The Vance-Owen plan, with its patchwork of ethnic enclaves, is to be the basis for peace in Bosnia. Implicit in the plan is the concept of "relocation" of embattled or dispossessed minorities to presumably more secure areas in other part of Bosnia. Mapmakers and relocation experts will endorse the "orderly" transfer of people as superior to the savagery of "ethnic cleansing" and as necessary to prevent the sorts of horrors that have plagued the erstwhile Yugoslavia. Before getting too deep into the relocation business, the peacemakers had better look at how millions of Germans were relocated after World War II.
Well before the German collapse in 1945, it was agreed by the Allies that there had to be a "profound change" with respect to Germans living outside the boundaries of the new Germans "in order to avoid the rise of dangerous minority problems in the states concerned."
Sudeten Germans.

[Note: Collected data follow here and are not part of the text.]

//=== LevelController Implementation ======================================

impl LevelController for PlatformerLevel {
    //--- init() -----------------------------------------------------------

    fn init(&mut self, carried_score: u32) {
        self.initial_score = if self.config.carries_score {
            carried_score
        } else {
            0
        };
        self.phase = LevelPhase::Loading;

        info!(target: "level", "{:?} init (score {})", self.config.key, self.initial_score);
    }

    //--- load_assets() ----------------------------------------------------

    fn load_assets(&mut self, context: &mut GameContext) -> Result<(), LevelError> {
        self.phase = LevelPhase::Loading;

        context
            .message_bus
            .push(PresentCommand::LoadAssets(self.config.asset_manifest()));
        context
            .message_bus
            .push(PresentCommand::DefineClips(self.config.clips()));

        if self.definition.is_none() {
            let definition = LevelDefinition::load(&self.config.map)?;
            debug!(
                target: "level",
                "{:?} definition loaded ({}x{} tiles)",
                self.config.key, definition.width, definition.height
            );
            self.definition = Some(definition);
        }

        Ok(())
    }

    //--- build_scene() ----------------------------------------------------
    //
    // Everything that can fail is read from the definition first, so an
    // error leaves the previous build untouched.
    //
    fn build_scene(&mut self, context: &mut GameContext) -> Result<(), LevelError> {
        let definition = self.definition.as_ref().ok_or(LevelError::NotLoaded)?;
        let layer = definition.object_layer(&self.config.object_layer)?;
        let spawn = layer.spawn_point().ok_or_else(|| LevelError::MissingSpawnPoint {
            level: format!("{:?}", self.config.key),
        })?;

        let accepted = self.accepted_tags();
        let entries: Vec<(EntityTag, Vec2)> = layer
            .objects
            .iter()
            .filter_map(|obj| MapLayer::classify(obj, accepted).map(|tag| (tag, obj.position())))
            .collect();
        let (map_width, map_height) = definition.pixel_size();

        //--- Reset ----------------------------------------------------------
        self.clear_entities();
        context.message_bus.push(BodyCommand::Clear);

        //--- Bodies ---------------------------------------------------------
        let player_body = self.spawn(
            BodySpec {
                kind: BodyKind::Player,
                position: spawn,
                velocity: Vec2::ZERO,
                bounce: Vec2::new(PLAYER_BOUNCE, PLAYER_BOUNCE),
                collide_world_bounds: true,
                is_static: false,
            },
            context,
        );
        self.player = Some(Player::new(player_body, spawn));

        let mut rng = rand::thread_rng();
        for (tag, position) in entries {
            match tag {
                EntityTag::Star => {
                    let bounce_y = rng.gen_range(STAR_BOUNCE_RANGE.0..STAR_BOUNCE_RANGE.1);
                    let body = self.spawn(
                        BodySpec {
                            kind: BodyKind::Collectible,
                            position,
                            velocity: Vec2::ZERO,
                            bounce: Vec2::new(0.0, bounce_y),
                            collide_world_bounds: false,
                            is_static: false,
                        },
                        context,
                    );
                    self.collectibles.push(Collectible::new(body, position));
                }
                EntityTag::Goal => {
                    let body = self.spawn(
                        BodySpec {
                            kind: BodyKind::Goal,
                            position,
                            velocity: Vec2::ZERO,
                            bounce: Vec2::ZERO,
                            collide_world_bounds: false,
                            is_static: true,
                        },
                        context,
                    );
                    self.goals.push(GoalMarker { body, position });
                }
                EntityTag::Enemy => {
                    let body = self.spawn(
                        BodySpec {
                            kind: BodyKind::Enemy,
                            position,
                            velocity: Vec2::new(ENEMY_SPEED, 0.0),
                            bounce: ENEMY_BOUNCE,
                            collide_world_bounds: true,
                            is_static: false,
                        },
                        context,
                    );
                    self.enemies.push(Enemy::new(body, position, ENEMY_SPEED));
                }
            }
        }

        if self.config.bounds_from_map {
            context.message_bus.push(BodyCommand::SetWorldBounds {
                width: map_width,
                height: map_height,
            });
        }

        //--- Subscriptions --------------------------------------------------
        let mut subscriptions = vec![
            self.contacts.subscribe(
                BodyKind::Player,
                BodyKind::Collectible,
                ContactMode::Collide,
                ContactHandler::Collect,
            ),
            self.contacts.subscribe(
                BodyKind::Player,
                BodyKind::Goal,
                ContactMode::Overlap,
                ContactHandler::Goal,
            ),
        ];
        if self.config.enemies_enabled {
            subscriptions.push(self.contacts.subscribe(
                BodyKind::Player,
                BodyKind::Enemy,
                ContactMode::Collide,
                ContactHandler::Enemy,
            ));
        }
        for command in subscriptions {
            context.message_bus.push(command);
        }

        //--- State & HUD ----------------------------------------------------
        self.state = LevelState::new(self.initial_score, self.collectibles.len() as u32);
        self.phase = LevelPhase::Active;
        self.push_hud(context);

        info!(
            target: "level",
            "{:?} built: {} stars, {} goals, {} enemies",
            self.config.key,
            self.collectibles.len(),
            self.goals.len(),
            self.enemies.len()
        );

        Ok(())
    }

    //--- per_frame_update() -----------------------------------------------

    fn per_frame_update(
        &mut self,
        input: FrameInput,
        context: &mut GameContext,
    ) -> Result<(), LevelError> {
        if input.restart {
            info!(target: "level", "{:?} restart requested", self.config.key);
            return self.restart(context);
        }

        if let Some(player) = self.player.as_mut() {
            if let Some(clip) = player.steer(input.direction) {
                context
                    .message_bus
                    .push(PresentCommand::PlayClip { body: player.body, clip });
            }
            context.message_bus.push(BodyCommand::SetVelocity {
                body: player.body,
                velocity: player.velocity,
            });
        }

        for enemy in &mut self.enemies {
            if let Some(clip) = enemy.sync_clip() {
                context
                    .message_bus
                    .push(PresentCommand::PlayClip { body: enemy.body, clip });
            }
        }

        Ok(())
    }

    //--- on_collect() -----------------------------------------------------

    fn on_collect(&mut self, star: BodyId, context: &mut GameContext) -> CollectOutcome {
        let collected = self
            .collectibles
            .iter_mut()
            .find(|c| c.body == star)
            .is_some_and(Collectible::collect);

        if !collected {
            debug!(target: "level", "Star {:?} already collected", star);
            return CollectOutcome::AlreadyCollected;
        }

        self.state.record_collect();
        context.message_bus.push(BodyCommand::Disable { body: star });
        self.push_hud(context);

        debug!(
            target: "level",
            "Collected {:?}: score {} ({}/{})",
            star, self.state.score, self.state.collected_count, self.state.total_collectibles
        );

        CollectOutcome::Collected {
            score: self.state.score,
        }
    }

    //--- on_goal_contact() ------------------------------------------------

    fn on_goal_contact(&mut self, goal: BodyId, context: &mut GameContext) -> GoalOutcome {
        if self.phase != LevelPhase::Active || self.state.goal_reached {
            return GoalOutcome::Ignored;
        }

        if !self.goals.iter().any(|g| g.body == goal) {
            warn!(target: "level", "Contact with unknown goal {:?}", goal);
            return GoalOutcome::Ignored;
        }

        let required = self.config.required_score;
        if !self.state.meets(required) {
            debug!(
                target: "level",
                "Goal needs {} stars, have {}",
                required, self.state.score
            );
            return GoalOutcome::ThresholdNotMet {
                score: self.state.score,
                required,
            };
        }

        self.state.goal_reached = true;
        self.phase = LevelPhase::Transitioning;

        if self.config.persists_score {
            context.progress.store(self.state.score);
        }

        let next = self.config.next;
        context
            .message_bus
            .push(SceneTransition::Replace(self.config.key, next));

        info!(
            target: "level",
            "{:?} complete with score {}, moving to {:?}",
            self.config.key, self.state.score, next
        );

        GoalOutcome::Advanced { next }
    }

    //--- on_enemy_contact() -----------------------------------------------

    fn on_enemy_contact(&mut self, enemy: BodyId, context: &mut GameContext) -> Result<(), LevelError> {
        if self.phase != LevelPhase::Active {
            return Ok(());
        }

        info!(target: "level", "{:?} player hit enemy {:?}", self.config.key, enemy);
        self.restart(context)
    }

    //--- restart() --------------------------------------------------------

    fn restart(&mut self, context: &mut GameContext) -> Result<(), LevelError> {
        self.phase = LevelPhase::Restarting;
        self.init(context.progress.carried_score());
        self.build_scene(context)
    }
}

First up for attention were the ethnic Germans in the sudetenland who Hitler used in 1938 as the excuse for dismembering Czechoslovakia. The Allies didn't consider the relocation of 2,500,000 Sudeten Germans to be a measure of revenge, but rather ran action necessary to maintain the national existence of post war Czechoslovakia. A plan for "orderly and humane transfer" was later approved by the Allied Control Council for Germany.

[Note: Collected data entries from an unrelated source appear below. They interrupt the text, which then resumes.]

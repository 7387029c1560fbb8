// SPDX-License-Identifier: PMPL-1.0-or-later
// Copyright (c) 2026 Jonathan D.A. Jewell (hyperpolymath) <jonathan.jewell@open.ac.uk>
//! Named collections.
//!
//! A [`Collection`] owns the authoritative entries for one namespace and
//! tracks whether they differ from the durable copy (`dirty`). Every
//! successful mutation bumps a generation counter; a flush may only clear the
//! dirty flag if the generation it encoded is still current.

use std::collections::BTreeMap;

use serde::{Deserialize, Serialize};
use serde_json::Value;
use tracing::debug;

use crate::entry::{value_size, Entry};
use crate::error::EngineError;

/// The kind of value a collection accepts.
#[derive(Debug, Clone, Copy, PartialEq, Eq, Default, Serialize, Deserialize)]
#[serde(rename_all = "lowercase")]
pub enum ValueKind {
    #[default]
    Any,
    Bool,
    Number,
    Text,
    List,
    Record,
}

impl ValueKind {
    pub fn name(self) -> &'static str {
        match self {
            ValueKind::Any => "any",
            ValueKind::Bool => "bool",
            ValueKind::Number => "number",
            ValueKind::Text => "text",
            ValueKind::List => "list",
            ValueKind::Record => "record",
        }
    }

    pub fn accepts(self, value: &Value) -> bool {
        match self {
            ValueKind::Any => true,
            ValueKind::Bool => value.is_boolean(),
            ValueKind::Number => value.is_number(),
            ValueKind::Text => value.is_string(),
            ValueKind::List => value.is_array(),
            ValueKind::Record => value.is_object(),
        }
    }
}

fn describe(value: &Value) -> &'static str {
    match value {
        Value::Null => "null",
        Value::Bool(_) => "bool",
        Value::Number(_) => "number",
        Value::String(_) => "text",
        Value::Array(_) => "list",
        Value::Object(_) => "record",
    }
}

/// Per-collection policy, fixed at engine construction.
#[derive(Debug, Clone, PartialEq, Serialize, Deserialize)]
#[serde(default)]
pub struct CollectionConfig {
    /// Written to the storage backend by flushes.
    pub persistent: bool,
    /// Reads and writes go through the shared cache layer.
    pub cached: bool,
    /// Byte ceiling for a single value's serialized size.
    pub max_bytes: usize,
    /// Default TTL for new entries in milliseconds; 0 disables expiry.
    pub ttl_ms: u64,
    /// Mutations are queued for replay against the remote collaborator.
    pub sync: bool,
    /// The encoded collection is wrapped by the configured compressor.
    pub compress: bool,
    /// Writes are flushed immediately and survive emergency teardown.
    pub critical: bool,
    pub kind: ValueKind,
}

impl Default for CollectionConfig {
    fn default() -> Self {
        Self {
            persistent: true,
            cached: true,
            max_bytes: 1024 * 1024,
            ttl_ms: 0,
            sync: false,
            compress: false,
            critical: false,
            kind: ValueKind::Any,
        }
    }
}

/// Point-in-time statistics for one collection.
#[derive(Debug, Clone, PartialEq, Serialize, Deserialize)]
pub struct CollectionStats {
    pub name: String,
    pub entries: usize,
    pub bytes: usize,
    pub dirty: bool,
    pub persistent: bool,
    pub last_access: i64,
}

/// A named mapping from key to [`Entry`].
#[derive(Debug, Clone)]
pub struct Collection {
    name: String,
    entries: BTreeMap<String, Entry>,
    config: CollectionConfig,
    dirty: bool,
    generation: u64,
    last_access: i64,
    hydrated: bool,
}

impl Collection {
    /// Set up a collection. Memory-only collections have nothing to hydrate.
    pub fn configure(name: impl Into<String>, config: CollectionConfig) -> Self {
        let hydrated = !config.persistent;
        Self {
            name: name.into(),
            entries: BTreeMap::new(),
            config,
            dirty: false,
            generation: 0,
            last_access: 0,
            hydrated,
        }
    }

    pub fn name(&self) -> &str {
        &self.name
    }

    pub fn config(&self) -> &CollectionConfig {
        &self.config
    }

    pub fn is_dirty(&self) -> bool {
        self.dirty
    }

    pub fn generation(&self) -> u64 {
        self.generation
    }

    pub fn is_hydrated(&self) -> bool {
        self.hydrated
    }

    pub fn len(&self) -> usize {
        self.entries.len()
    }

    pub fn is_empty(&self) -> bool {
        self.entries.is_empty()
    }

    pub fn entries(&self) -> &BTreeMap<String, Entry> {
        &self.entries
    }

    pub fn touch(&mut self, now: i64) {
        self.last_access = now;
    }

    /// Check an incoming value against the kind and byte budget.
    ///
    /// Returns the value's estimated size.
    pub fn validate(&self, key: &str, value: &Value) -> Result<usize, EngineError> {
        if !self.config.kind.accepts(value) {
            return Err(EngineError::TypeMismatch {
                collection: self.name.clone(),
                expected: self.config.kind.name(),
                found: describe(value),
            });
        }
        let size = value_size(value);
        if size > self.config.max_bytes {
            return Err(EngineError::Capacity {
                collection: self.name.clone(),
                key: key.to_string(),
                size,
                max: self.config.max_bytes,
            });
        }
        Ok(size)
    }

    /// Look up a live entry. An expired entry is removed and reported absent.
    pub fn read(&mut self, key: &str, now: i64) -> Option<&Entry> {
        if self.entries.get(key).is_some_and(|e| e.is_expired(now)) {
            self.entries.remove(key);
            debug!(collection = %self.name, key = key, "Expired entry removed on read");
            return None;
        }
        self.entries.get(key)
    }

    /// Insert or replace an entry. Nothing changes if validation fails.
    pub fn write(&mut self, key: &str, entry: Entry) -> Result<(), EngineError> {
        self.validate(key, &entry.value)?;
        self.entries.insert(key.to_string(), entry);
        self.mark_dirty();
        Ok(())
    }

    pub fn remove(&mut self, key: &str) -> bool {
        let removed = self.entries.remove(key).is_some();
        if removed {
            self.mark_dirty();
        }
        removed
    }

    /// Remove every entry. Returns how many were dropped.
    pub fn clear(&mut self) -> usize {
        let count = self.entries.len();
        if count > 0 {
            self.entries.clear();
            self.mark_dirty();
        }
        count
    }

    /// Values of all live entries accepted by `predicate`.
    pub fn scan<F>(&self, now: i64, mut predicate: F) -> BTreeMap<String, Value>
    where
        F: FnMut(&str, &Value) -> bool,
    {
        self.entries
            .iter()
            .filter(|(_, entry)| !entry.is_expired(now))
            .filter(|(key, entry)| predicate(key, &entry.value))
            .map(|(key, entry)| (key.clone(), entry.value.clone()))
            .collect()
    }

    /// Drop expired entries, returning their keys.
    pub fn purge_expired(&mut self, now: i64) -> Vec<String> {
        let expired: Vec<String> = self
            .entries
            .iter()
            .filter(|(_, entry)| entry.is_expired(now))
            .map(|(key, _)| key.clone())
            .collect();
        for key in &expired {
            self.entries.remove(key);
        }
        expired
    }

    /// Copy of the entry map, for transactional rollback.
    pub fn snapshot(&self) -> BTreeMap<String, Entry> {
        self.entries.clone()
    }

    /// Replace the entry map with a snapshot taken earlier.
    pub fn restore(&mut self, snapshot: BTreeMap<String, Entry>) {
        self.entries = snapshot;
    }

    /// Fold in the durable copy. Keys already in memory win; expired
    /// persisted entries are skipped. Returns how many entries were added.
    pub fn merge_persisted(&mut self, persisted: BTreeMap<String, Entry>, now: i64) -> usize {
        let mut added = 0;
        for (key, entry) in persisted {
            if entry.is_expired(now) || self.entries.contains_key(&key) {
                continue;
            }
            self.entries.insert(key, entry);
            added += 1;
        }
        self.hydrated = true;
        added
    }

    /// Bulk-load entries (snapshot import), overwriting existing keys.
    pub fn import(&mut self, entries: BTreeMap<String, Entry>) -> usize {
        let count = entries.len();
        self.entries.extend(entries);
        self.hydrated = true;
        self.mark_dirty();
        count
    }

    pub fn mark_dirty(&mut self) {
        self.dirty = true;
        self.generation += 1;
    }

    /// Clear the dirty flag if nothing changed since `generation` was read.
    pub fn mark_clean(&mut self, generation: u64) -> bool {
        if self.generation == generation {
            self.dirty = false;
        }
        !self.dirty
    }

    pub fn stats(&self) -> CollectionStats {
        CollectionStats {
            name: self.name.clone(),
            entries: self.entries.len(),
            bytes: self.entries.values().map(Entry::estimated_size).sum(),
            dirty: self.dirty,
            persistent: self.config.persistent,
            last_access: self.last_access,
        }
    }
}

#[cfg(test)]
mod tests {
    use super::*;
    use serde_json::json;

    fn settings() -> Collection {
        Collection::configure("settings", CollectionConfig::default())
    }

    #[test]
    fn test_write_marks_dirty_and_bumps_generation() {
        let mut coll = settings();
        assert!(!coll.is_dirty());
        coll.write("volume", Entry::new(json!(0.8), 0, 0)).unwrap();
        assert!(coll.is_dirty());
        assert_eq!(coll.generation(), 1);
        assert_eq!(coll.read("volume", 0).unwrap().value, json!(0.8));
    }

    #[test]
    fn test_capacity_rejection_changes_nothing() {
        let config = CollectionConfig {
            max_bytes: 8,
            ..Default::default()
        };
        let mut coll = Collection::configure("tiny", config);
        let err = coll
            .write("k", Entry::new(json!("far too long for this"), 0, 0))
            .unwrap_err();
        assert!(matches!(err, EngineError::Capacity { size: 23, max: 8, .. }));
        assert!(coll.is_empty());
        assert!(!coll.is_dirty());
        assert_eq!(coll.generation(), 0);
    }

    #[test]
    fn test_kind_mismatch_rejected() {
        let config = CollectionConfig {
            kind: ValueKind::Number,
            ..Default::default()
        };
        let mut coll = Collection::configure("scores", config);
        coll.write("a", Entry::new(json!(3), 0, 0)).unwrap();
        let err = coll.write("b", Entry::new(json!("three"), 0, 0)).unwrap_err();
        match err {
            EngineError::TypeMismatch { expected, found, .. } => {
                assert_eq!(expected, "number");
                assert_eq!(found, "text");
            }
            other => panic!("expected TypeMismatch, got: {:?}", other),
        }
    }

    #[test]
    fn test_expired_entry_removed_on_read() {
        let mut coll = settings();
        coll.write("otp", Entry::new(json!("1234"), 1_000, 100)).unwrap();
        assert!(coll.read("otp", 1_100).is_some());
        assert!(coll.read("otp", 1_101).is_none());
        assert!(coll.is_empty());
    }

    #[test]
    fn test_remove_absent_key_leaves_clean() {
        let mut coll = settings();
        assert!(!coll.remove("missing"));
        assert!(!coll.is_dirty());
    }

    #[test]
    fn test_scan_skips_expired_and_filters() {
        let mut coll = settings();
        coll.write("a", Entry::new(json!(1), 0, 0)).unwrap();
        coll.write("b", Entry::new(json!(2), 0, 10)).unwrap();
        coll.write("c", Entry::new(json!(3), 0, 0)).unwrap();

        let all = coll.scan(100, |_, _| true);
        assert_eq!(all.keys().collect::<Vec<_>>(), vec!["a", "c"]);

        let odd = coll.scan(0, |_, v| v.as_i64().is_some_and(|n| n % 2 == 1));
        assert_eq!(odd.len(), 2);
        assert!(odd.contains_key("a") && odd.contains_key("c"));
    }

    #[test]
    fn test_purge_expired_returns_keys() {
        let mut coll = settings();
        coll.write("keep", Entry::new(json!(1), 0, 0)).unwrap();
        coll.write("drop", Entry::new(json!(2), 0, 5)).unwrap();
        assert_eq!(coll.purge_expired(6), vec!["drop".to_string()]);
        assert_eq!(coll.len(), 1);
    }

    #[test]
    fn test_mark_clean_only_for_current_generation() {
        let mut coll = settings();
        coll.write("a", Entry::new(json!(1), 0, 0)).unwrap();
        let encoded_at = coll.generation();
        coll.write("b", Entry::new(json!(2), 0, 0)).unwrap();

        // A flush that encoded before the second write must not clear it.
        assert!(!coll.mark_clean(encoded_at));
        assert!(coll.is_dirty());
        assert!(coll.mark_clean(coll.generation()));
        assert!(!coll.is_dirty());
    }

    #[test]
    fn test_merge_persisted_memory_wins() {
        let mut coll = settings();
        assert!(!coll.is_hydrated());
        coll.write("volume", Entry::new(json!(0.2), 10, 0)).unwrap();

        let mut persisted = BTreeMap::new();
        persisted.insert("volume".to_string(), Entry::new(json!(0.9), 1, 0));
        persisted.insert("theme".to_string(), Entry::new(json!("dark"), 1, 0));
        persisted.insert("stale".to_string(), Entry::new(json!(true), 1, 1));

        assert_eq!(coll.merge_persisted(persisted, 100), 1);
        assert!(coll.is_hydrated());
        assert_eq!(coll.read("volume", 100).unwrap().value, json!(0.2));
        assert_eq!(coll.read("theme", 100).unwrap().value, json!("dark"));
        assert!(coll.read("stale", 100).is_none());
    }

    #[test]
    fn test_memory_only_collection_starts_hydrated() {
        let config = CollectionConfig {
            persistent: false,
            ..Default::default()
        };
        assert!(Collection::configure("scratch", config).is_hydrated());
    }

    #[test]
    fn test_snapshot_restore_round_trip() {
        let mut coll = settings();
        coll.write("a", Entry::new(json!(1), 0, 0)).unwrap();
        let snap = coll.snapshot();
        coll.write("b", Entry::new(json!(2), 0, 0)).unwrap();
        coll.remove("a");
        coll.restore(snap.clone());
        assert_eq!(coll.entries(), &snap);
    }

    #[test]
    fn test_stats_reflect_contents() {
        let mut coll = settings();
        coll.write("a", Entry::new(json!("xy"), 0, 0)).unwrap();
        coll.touch(99);
        let stats = coll.stats();
        assert_eq!(stats.entries, 1);
        assert_eq!(stats.bytes, 4);
        assert!(stats.dirty);
        assert_eq!(stats.last_access, 99);
    }
}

Beginning in January, 1946, train loads of Sudeten Germans were deported to Germany and allowed to take only small amounts of personal effects including watches, wedding rings, and hand tools. All other property holdings were confiscated without compensation.
By the end of the year, 240,000 Sudeten Germans remained in Czechoslovakia compared to the three million who resided there in 1930. Everything had been done in an "orderly and humane manner" said General Lucius Clay, the U.S. representative in Germany.
Germane in Poland. The Allies had also agreed to a policy of "all Germans out" from the territories to be ceded to post war Poland as compensation for the western Polish regions that Stalin seized in 1939 and planned to keep. The Poles only sought, so they alleged, to accommodate expeditiously the wishes of the now displaced Germans. The truth was that threats, violence, and even torture were common ingredients of the Polish "expulsion plan."
Danzig was cleared first utilizing railroad boxcars. Then came Pomerania, Silesia, East Prussia and other historically German lands. Like the Sudeten Germans, those expelled were allowed to take only what they could carry. As the trains stopped along the way, bands of robbers would jump into the cars and steal what they could. Between November, 1945 and July, 1946, 3.5 million Germans were removed from the former German territory east of the Oder and Neisse rivers. One million stayed behind. Curiously, by 1949, Poland sought to prevent the remaining Germans from leaving in order to avoid a further diminution of Poland's economic capacity.
The Nazis, of course, inflicted inconceivable suffering on the rest of Europe and no one is suggesting that the pain endured by Germany after the war is comparable to Hitler's crimes. But the experience does show that population transfer, no matter how well justified, imposes heavy costs in human misery.
As the Bosnia peacemakers contemplate boundaries, relocation of minorities and the transfer of hundreds of thousands of refugees uprooted by war, they might consider the suffering engendered in the name of humanity after World War II when millions of Germans were uprooted and expelled from their homes.